Whenever I shoot into trees, leaves are bound to be falling down. Don't know how much it damages them as I never go look at the leaves. But will it bring down leaves and small branches? Yes. I once shot at this starling in a tree but it went a little low and to the right and the rock actually broke the stick that it was on. So just get a slingshot and shoot up into the trees. You WILL get something.


----------



## Q4perfectY (May 7, 2014)

Taurus Judge Poly model lol lightweight and shoots shotgun shells. Although a song shot would be more fun. What about ammo that breaks apart mid flight, a wad of shot??


----------



## ash (Apr 23, 2013)

I'd say pretty much anything will work for you as long as it has the power to fling a rock far enough upwards. Rocks for ammo would be ideal as they are free, destructive and accuracy won't really matter.

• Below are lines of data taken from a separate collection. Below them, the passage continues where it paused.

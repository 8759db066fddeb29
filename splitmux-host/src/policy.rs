//! Spawn policy: shell whitelist, boundary containment, env sanitization
//!
//! Every check here runs before the PTY is touched, and every rejection
//! carries a stable wire code so the bridge can surface it as a typed error.

use std::collections::HashMap;
use std::path::{Path, PathBuf};

use splitmux_protocol::ErrorCode;
use tracing::{debug, warn};

/// A policy rejection, carried back over the wire as an `error` frame
#[derive(Debug, Clone, PartialEq, Eq)]
pub struct PolicyRejection {
    pub code: ErrorCode,
    pub message: String,
}

impl PolicyRejection {
    fn new(code: ErrorCode, message: impl Into<String>) -> Self {
        Self {
            code,
            message: message.into(),
        }
    }
}

/// Per-platform shell allow-list
///
/// A table injected at startup rather than `cfg` branches scattered through
/// the spawn path, so both tables stay testable on any platform.
#[derive(Debug, Clone)]
pub struct ShellPolicy {
    /// Allowed shell basenames, lowercase, without `.exe`
    allowed: &'static [&'static str],
    /// Treat a trailing `.exe` on the requested shell as insignificant
    strip_exe: bool,
}

impl ShellPolicy {
    pub const POSIX: ShellPolicy = ShellPolicy {
        allowed: &["bash", "zsh", "sh"],
        strip_exe: false,
    };

    pub const WINDOWS: ShellPolicy = ShellPolicy {
        allowed: &["powershell", "pwsh", "cmd"],
        strip_exe: true,
    };

    #[cfg(windows)]
    pub fn native() -> Self {
        Self::WINDOWS
    }

    #[cfg(not(windows))]
    pub fn native() -> Self {
        Self::POSIX
    }

    /// Whitelist check: the shell matches by full path, bare name, or path
    /// suffix, case-insensitively. Anything else is arbitrary-binary
    /// execution and gets refused.
    pub fn check(&self, shell: &str) -> Result<(), PolicyRejection> {
        let lowered = shell.to_lowercase();
        let basename = lowered
            .rsplit(['/', '\\'])
            .next()
            .unwrap_or(lowered.as_str());
        let basename = if self.strip_exe {
            basename.strip_suffix(".exe").unwrap_or(basename)
        } else {
            basename
        };

        if self.allowed.contains(&basename) {
            Ok(())
        } else {
            Err(PolicyRejection::new(
                ErrorCode::ShellNotAllowed,
                format!("Shell not in allow-list: {shell}"),
            ))
        }
    }
}

/// Boundary containment for shell working directories
///
/// The boundary is set at most once per host lifetime. Containment accepts
/// the boundary subtree plus the boundary's parent and grandparent
/// directories themselves (sibling subtrees stay rejected). The two extra
/// ancestor levels are a compatibility allowance, deliberately loose, not a
/// hardened sandbox.
#[derive(Debug, Default)]
pub struct BoundaryPolicy {
    boundary: Option<PathBuf>,
}

impl BoundaryPolicy {
    pub fn new() -> Self {
        Self::default()
    }

    pub fn is_set(&self) -> bool {
        self.boundary.is_some()
    }

    pub fn boundary(&self) -> Option<&Path> {
        self.boundary.as_deref()
    }

    /// Set the boundary. Returns false (and changes nothing) if one is
    /// already set; the boundary is immutable for the host's lifetime.
    pub fn set(&mut self, path: impl Into<PathBuf>) -> bool {
        if self.boundary.is_some() {
            warn!("Boundary already set, ignoring replacement attempt");
            return false;
        }
        let path = path.into();
        let resolved = path.canonicalize().unwrap_or(path);
        debug!(boundary = %resolved.display(), "Boundary set");
        self.boundary = Some(resolved);
        true
    }

    /// Containment check on resolved absolute paths. `..` segments and
    /// symlinks are resolved by canonicalization before comparison, so a
    /// crafted cwd cannot traverse out lexically. No boundary set means no
    /// restriction.
    pub fn check(&self, cwd: &Path) -> Result<(), PolicyRejection> {
        let Some(boundary) = &self.boundary else {
            return Ok(());
        };

        let resolved = cwd.canonicalize().unwrap_or_else(|_| cwd.to_path_buf());
        let cwd_key = fold_path(&resolved);
        let boundary_key = fold_path(boundary);

        if cwd_key.starts_with(&boundary_key) {
            return Ok(());
        }
        // The parent and grandparent directories themselves are tolerated
        if boundary_key
            .ancestors()
            .skip(1)
            .take(2)
            .any(|ancestor| cwd_key == ancestor)
        {
            return Ok(());
        }

        Err(PolicyRejection::new(
            ErrorCode::CwdOutsideBoundary,
            format!(
                "Working directory {} is outside boundary {}",
                resolved.display(),
                boundary.display()
            ),
        ))
    }
}

/// Case-fold a path for comparison (boundary checks are case-insensitive)
fn fold_path(path: &Path) -> PathBuf {
    PathBuf::from(path.to_string_lossy().to_lowercase())
}

/// Sensitive variable names stripped verbatim from the shell's environment
const SENSITIVE_VARS: &[&str] = &[
    "AWS_ACCESS_KEY_ID",
    "AWS_SECRET_ACCESS_KEY",
    "AWS_SESSION_TOKEN",
    "GOOGLE_APPLICATION_CREDENTIALS",
    "AZURE_CLIENT_SECRET",
    "DATABASE_URL",
    "DB_PASSWORD",
    "PGPASSWORD",
    "MYSQL_PWD",
    "SSH_AUTH_SOCK",
];

/// Suffixes that mark a variable as sensitive regardless of its prefix
const SENSITIVE_SUFFIXES: &[&str] = &[
    "_TOKEN",
    "_SECRET",
    "_API_KEY",
    "_APIKEY",
    "_PASSWORD",
    "_PRIVATE_KEY",
];

fn is_sensitive(name: &str) -> bool {
    let upper = name.to_uppercase();
    SENSITIVE_VARS.contains(&upper.as_str())
        || SENSITIVE_SUFFIXES.iter().any(|s| upper.ends_with(s))
}

/// Strip credential-bearing variables and force terminal capabilities
pub fn sanitize_env(env: impl IntoIterator<Item = (String, String)>) -> HashMap<String, String> {
    let mut sanitized: HashMap<String, String> = env
        .into_iter()
        .filter(|(name, _)| !is_sensitive(name))
        .collect();

    sanitized.insert("TERM".into(), "xterm-256color".into());
    sanitized.insert("COLORTERM".into(), "truecolor".into());
    sanitized
}
//! Logging infrastructure for splitmux
//!
//! Provides unified logging setup using the tracing ecosystem.
//!
//! The host process speaks its wire protocol on stdout, so the host MUST
//! log to stderr or to a file, never to stdout.

use std::path::PathBuf;

use tracing_subscriber::{
    fmt, layer::SubscriberExt, util::SubscriberInitExt, EnvFilter,
};

use crate::{Result, SplitmuxError};

/// Log output destination
#[derive(Debug, Clone, PartialEq, Eq)]
pub enum LogOutput {
    /// Log to stderr (embedding side, host default)
    Stderr,
    /// Log to the given file (host with --log-file)
    File(PathBuf),
}

/// Logging configuration
#[derive(Debug, Clone)]
pub struct LogConfig {
    /// Output destination
    pub output: LogOutput,
    /// Log level filter (e.g. "info", "debug", "splitmux=debug,tokio=warn")
    pub filter: String,
    /// Include file/line in logs
    pub file_line: bool,
}

impl Default for LogConfig {
    fn default() -> Self {
        Self {
            output: LogOutput::Stderr,
            filter: std::env::var("SPLITMUX_LOG").unwrap_or_else(|_| "info".into()),
            file_line: false,
        }
    }
}

impl LogConfig {
    /// Config for the host process: stderr unless a log file was requested
    pub fn host(level: &str, log_file: Option<PathBuf>) -> Self {
        Self {
            output: log_file.map(LogOutput::File).unwrap_or(LogOutput::Stderr),
            filter: std::env::var("SPLITMUX_LOG").unwrap_or_else(|_| level.to_string()),
            file_line: true,
        }
    }
}

/// Initialize logging with default configuration
///
/// Uses SPLITMUX_LOG env var for the filter, defaults to "info"
pub fn init_logging() -> Result<()> {
    init_logging_with_config(LogConfig::default())
}

/// Initialize logging with custom configuration
pub fn init_logging_with_config(config: LogConfig) -> Result<()> {
    let filter = EnvFilter::try_new(&config.filter)
        .map_err(|e| SplitmuxError::config(format!("Invalid log filter: {}", e)))?;

    let fmt_layer = fmt::layer()
        .with_target(true)
        .with_thread_ids(false)
        .with_thread_names(false)
        .with_file(config.file_line)
        .with_line_number(config.file_line);

    match config.output {
        LogOutput::Stderr => {
            tracing_subscriber::registry()
                .with(filter)
                .with(fmt_layer.with_writer(std::io::stderr))
                .try_init()
                .map_err(|e| SplitmuxError::internal(format!("Failed to init logging: {}", e)))?;
        }
        LogOutput::File(path) => {
            if let Some(dir) = path.parent() {
                std::fs::create_dir_all(dir).map_err(|e| SplitmuxError::FileWrite {
                    path: dir.to_path_buf(),
                    source: e,
                })?;
            }

            let file = std::fs::OpenOptions::new()
                .create(true)
                .append(true)
                .open(&path)
                .map_err(|e| SplitmuxError::FileWrite {
                    path: path.clone(),
                    source: e,
                })?;

            tracing_subscriber::registry()
                .with(filter)
                .with(fmt_layer.with_writer(file).with_ansi(false))
                .try_init()
                .map_err(|e| SplitmuxError::internal(format!("Failed to init logging: {}", e)))?;
        }
    }

    Ok(())
}

#[cfg(test)]
mod tests {
    use super::*;

    #[test]
    fn test_default_config() {
        let config = LogConfig::default();
        assert_eq!(config.output, LogOutput::Stderr);
        assert!(!config.file_line);
    }

    #[test]
    fn test_host_config_stderr() {
        let config = LogConfig::host("debug", None);
        assert_eq!(config.output, LogOutput::Stderr);
        assert!(config.file_line);
    }

    #[test]
    fn test_host_config_file() {
        let path = PathBuf::from("/tmp/splitmux-host.log");
        let config = LogConfig::host("info", Some(path.clone()));
        assert_eq!(config.output, LogOutput::File(path));
    }

    #[test]
    fn test_invalid_filter_rejected() {
        let config = LogConfig {
            output: LogOutput::Stderr,
            filter: "[[[".into(),
            file_line: false,
        };
        assert!(init_logging_with_config(config).is_err());
    }

    #[test]
    fn test_file_logging_creates_parent_dirs() {
        let dir = tempfile::tempdir().unwrap();
        let path = dir.path().join("logs").join("host.log");
        let config = LogConfig {
            output: LogOutput::File(path.clone()),
            filter: "info".into(),
            file_line: false,
        };
        // Global subscriber may already be set by another test; the file
        // should exist either way once the open succeeded.
        let _ = init_logging_with_config(config);
        assert!(path.parent().unwrap().exists());
    }
}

Any cheap wire-frame hammer-grip with heavy tubes will do it. Just choose the gravel size that soaks up the power and shoot lots of them into the canopy.


----------



## ngsmith (May 9, 2014)

Lots of great suggestions. Thanks much everyone!


----------



## gwatch (Apr 27, 2014)

Use a wrist brace slingshot. It is note powerful, and more accurate. Since you are a not a seasoned shooter you are better off with the mist stable and helpful shooter. There are many options. Mt favorite is the Dankung universal sniper. They have a smaller version called agile sniper. You have to experiment with ammo. I think large marbles will do the trick.


----------



## gwatch (Apr 27, 2014)

Use a wrist brace slingshot. It is note powerful, and more accurate. Since you are a not a seasoned shooter you are better off with the mist stable and helpful shooter. There are many options. Mt favorite is the Dankung universal sniper. They have a smaller version called agile sniper. You have to experiment with ammo. I think large marbles will do the trick.


----------